__WHAT THIS TASK INVOLVES__. Every entry needs to be written out again exactly.

__ENTRIES SHOWN__.

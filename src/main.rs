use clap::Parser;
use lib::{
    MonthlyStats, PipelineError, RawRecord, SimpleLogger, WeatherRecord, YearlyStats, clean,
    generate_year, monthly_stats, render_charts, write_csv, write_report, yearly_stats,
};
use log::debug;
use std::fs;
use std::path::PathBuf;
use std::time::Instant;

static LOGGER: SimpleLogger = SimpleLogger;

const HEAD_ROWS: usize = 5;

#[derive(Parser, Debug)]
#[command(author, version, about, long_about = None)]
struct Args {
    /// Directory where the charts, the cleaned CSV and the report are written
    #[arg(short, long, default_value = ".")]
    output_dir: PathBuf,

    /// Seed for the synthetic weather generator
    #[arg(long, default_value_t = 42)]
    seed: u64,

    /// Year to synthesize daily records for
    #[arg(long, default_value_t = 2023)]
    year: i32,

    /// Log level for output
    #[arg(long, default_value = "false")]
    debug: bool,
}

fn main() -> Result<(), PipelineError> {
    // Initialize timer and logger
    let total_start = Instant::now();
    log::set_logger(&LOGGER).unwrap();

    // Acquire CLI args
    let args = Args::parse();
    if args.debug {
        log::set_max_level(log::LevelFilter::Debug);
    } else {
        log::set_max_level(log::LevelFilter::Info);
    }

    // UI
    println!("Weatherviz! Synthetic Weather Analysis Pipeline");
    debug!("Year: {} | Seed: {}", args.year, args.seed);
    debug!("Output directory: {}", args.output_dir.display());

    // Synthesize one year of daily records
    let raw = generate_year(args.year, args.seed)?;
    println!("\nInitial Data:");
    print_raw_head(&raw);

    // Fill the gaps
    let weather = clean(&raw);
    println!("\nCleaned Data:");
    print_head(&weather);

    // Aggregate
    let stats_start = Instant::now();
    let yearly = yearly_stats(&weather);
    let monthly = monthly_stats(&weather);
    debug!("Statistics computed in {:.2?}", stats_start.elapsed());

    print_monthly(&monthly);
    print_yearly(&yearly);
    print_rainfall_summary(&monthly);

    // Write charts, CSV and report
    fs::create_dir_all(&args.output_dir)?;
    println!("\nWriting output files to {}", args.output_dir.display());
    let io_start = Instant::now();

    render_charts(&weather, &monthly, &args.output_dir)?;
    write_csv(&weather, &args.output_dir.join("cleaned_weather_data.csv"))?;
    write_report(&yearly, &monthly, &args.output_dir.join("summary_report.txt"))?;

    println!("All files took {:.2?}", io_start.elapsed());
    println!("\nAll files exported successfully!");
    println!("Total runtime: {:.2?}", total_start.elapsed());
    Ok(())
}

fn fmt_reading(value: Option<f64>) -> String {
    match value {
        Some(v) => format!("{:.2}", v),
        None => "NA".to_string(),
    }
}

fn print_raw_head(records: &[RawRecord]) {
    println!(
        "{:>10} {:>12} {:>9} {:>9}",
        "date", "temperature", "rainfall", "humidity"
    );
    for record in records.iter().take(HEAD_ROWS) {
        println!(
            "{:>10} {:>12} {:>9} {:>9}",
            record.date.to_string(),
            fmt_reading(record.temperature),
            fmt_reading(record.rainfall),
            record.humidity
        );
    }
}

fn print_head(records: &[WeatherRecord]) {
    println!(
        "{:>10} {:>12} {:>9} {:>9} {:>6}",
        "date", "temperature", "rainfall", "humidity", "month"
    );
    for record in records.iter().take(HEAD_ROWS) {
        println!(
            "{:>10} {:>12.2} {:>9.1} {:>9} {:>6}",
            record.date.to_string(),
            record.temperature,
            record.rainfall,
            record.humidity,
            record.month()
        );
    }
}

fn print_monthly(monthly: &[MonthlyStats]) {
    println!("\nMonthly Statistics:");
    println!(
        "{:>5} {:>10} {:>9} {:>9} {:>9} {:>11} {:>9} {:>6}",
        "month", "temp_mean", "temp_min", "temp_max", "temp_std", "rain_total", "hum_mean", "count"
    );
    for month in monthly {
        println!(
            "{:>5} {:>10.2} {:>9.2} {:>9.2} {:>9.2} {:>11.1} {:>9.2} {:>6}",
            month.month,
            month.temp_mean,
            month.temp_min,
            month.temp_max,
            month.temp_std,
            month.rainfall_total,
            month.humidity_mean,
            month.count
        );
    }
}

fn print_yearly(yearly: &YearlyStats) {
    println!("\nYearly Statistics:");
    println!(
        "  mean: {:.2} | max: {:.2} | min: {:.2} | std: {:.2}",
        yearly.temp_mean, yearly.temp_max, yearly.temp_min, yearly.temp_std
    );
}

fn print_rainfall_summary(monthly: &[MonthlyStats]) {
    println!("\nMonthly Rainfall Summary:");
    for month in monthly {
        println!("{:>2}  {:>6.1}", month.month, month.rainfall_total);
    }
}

__THE ANSWER__.
filename src/main.rs
use clap::Parser;
use lib::{
    MonthlyStats, PipelineError, RawRecord, SimpleLogger, WeatherRecord, YearlyStats, clean,
    generate_year, monthly_stats, render_charts, write_csv, write_report, yearly_stats,
};
use log::debug;
use std::fs;
use std::path::PathBuf;
use std::time::Instant;

static LOGGER: SimpleLogger = SimpleLogger;

const HEAD_ROWS: usize = 5;

#[derive(Parser, Debug)]
#[command(author, version, about, long_about = None)]
struct Args {
    /// Directory where the charts, the cleaned CSV and the report are written
    #[arg(short, long, default_value = ".")]
    output_dir: PathBuf,

    /// Seed for the synthetic weather generator
    #[arg(long, default_value_t = 42)]
    seed: u64,

    /// Year to synthesize daily records for
    #[arg(long, default_value_t = 2023)]
    year: i32,

    /// Log level for output
    #[arg(long, default_value = "false")]
    debug: bool,
}

fn main() -> Result<(), PipelineError> {
    // Initialize timer and logger
    let total_start = Instant::now();
    log::set_logger(&LOGGER).unwrap();

    // Acquire CLI args
    let args = Args::parse();
    if args.debug {
        log::set_max_level(log::LevelFilter::Debug);
    } else {
        log::set_max_level(log::LevelFilter::Info);
    }

    // UI
    println!("Weatherviz! Synthetic Weather Analysis Pipeline");
    debug!("Year: {} | Seed: {}", args.year, args.seed);
    debug!("Output directory: {}", args.output_dir.display());

    // Synthesize one year of daily records
    let raw = generate_year(args.year, args.seed)?;
    println!("\nInitial Data:");
    print_raw_head(&raw);

    // Fill the gaps
    let weather = clean(&raw);
    println!("\nCleaned Data:");
    print_head(&weather);

    // Aggregate
    let stats_start = Instant::now();
    let yearly = yearly_stats(&weather);
    let monthly = monthly_stats(&weather);
    debug!("Statistics computed in {:.2?}", stats_start.elapsed());

    print_monthly(&monthly);
    print_yearly(&yearly);
    print_rainfall_summary(&monthly);

    // Write charts, CSV and report
    fs::create_dir_all(&args.output_dir)?;
    println!("\nWriting output files to {}", args.output_dir.display());
    let io_start = Instant::now();

    render_charts(&weather, &monthly, &args.output_dir)?;
    write_csv(&weather, &args.output_dir.join("cleaned_weather_data.csv"))?;
    write_report(&yearly, &monthly, &args.output_dir.join("summary_report.txt"))?;

    println!("All files took {:.2?}", io_start.elapsed());
    println!("\nAll files exported successfully!");
    println!("Total runtime: {:.2?}", total_start.elapsed());
    Ok(())
}

fn fmt_reading(value: Option<f64>) -> String {
    match value {
        Some(v) => format!("{:.2}", v),
        None => "NA".to_string(),
    }
}

fn print_raw_head(records: &[RawRecord]) {
    println!(
        "{:>10} {:>12} {:>9} {:>9}",
        "date", "temperature", "rainfall", "humidity"
    );
    for record in records.iter().take(HEAD_ROWS) {
        println!(
            "{:>10} {:>12} {:>9} {:>9}",
            record.date.to_string(),
            fmt_reading(record.temperature),
            fmt_reading(record.rainfall),
            record.humidity
        );
    }
}

fn print_head(records: &[WeatherRecord]) {
    println!(
        "{:>10} {:>12} {:>9} {:>9} {:>6}",
        "date", "temperature", "rainfall", "humidity", "month"
    );
    for record in records.iter().take(HEAD_ROWS) {
        println!(
            "{:>10} {:>12.2} {:>9.1} {:>9} {:>6}",
            record.date.to_string(),
            record.temperature,
            record.rainfall,
            record.humidity,
            record.month()
        );
    }
}

fn print_monthly(monthly: &[MonthlyStats]) {
    println!("\nMonthly Statistics:");
    println!(
        "{:>5} {:>10} {:>9} {:>9} {:>9} {:>11} {:>9} {:>6}",
        "month", "temp_mean", "temp_min", "temp_max", "temp_std", "rain_total", "hum_mean", "count"
    );
    for month in monthly {
        println!(
            "{:>5} {:>10.2} {:>9.2} {:>9.2} {:>9.2} {:>11.1} {:>9.2} {:>6}",
            month.month,
            month.temp_mean,
            month.temp_min,
            month.temp_max,
            month.temp_std,
            month.rainfall_total,
            month.humidity_mean,
            month.count
        );
    }
}

fn print_yearly(yearly: &YearlyStats) {
    println!("\nYearly Statistics:");
    println!(
        "  mean: {:.2} | max: {:.2} | min: {:.2} | std: {:.2}",
        yearly.temp_mean, yearly.temp_max, yearly.temp_min, yearly.temp_std
    );
}

fn print_rainfall_summary(monthly: &[MonthlyStats]) {
    println!("\nMonthly Rainfall Summary:");
    for month in monthly {
        println!("{:>2}  {:>6.1}", month.month, month.rainfall_total);
    }
}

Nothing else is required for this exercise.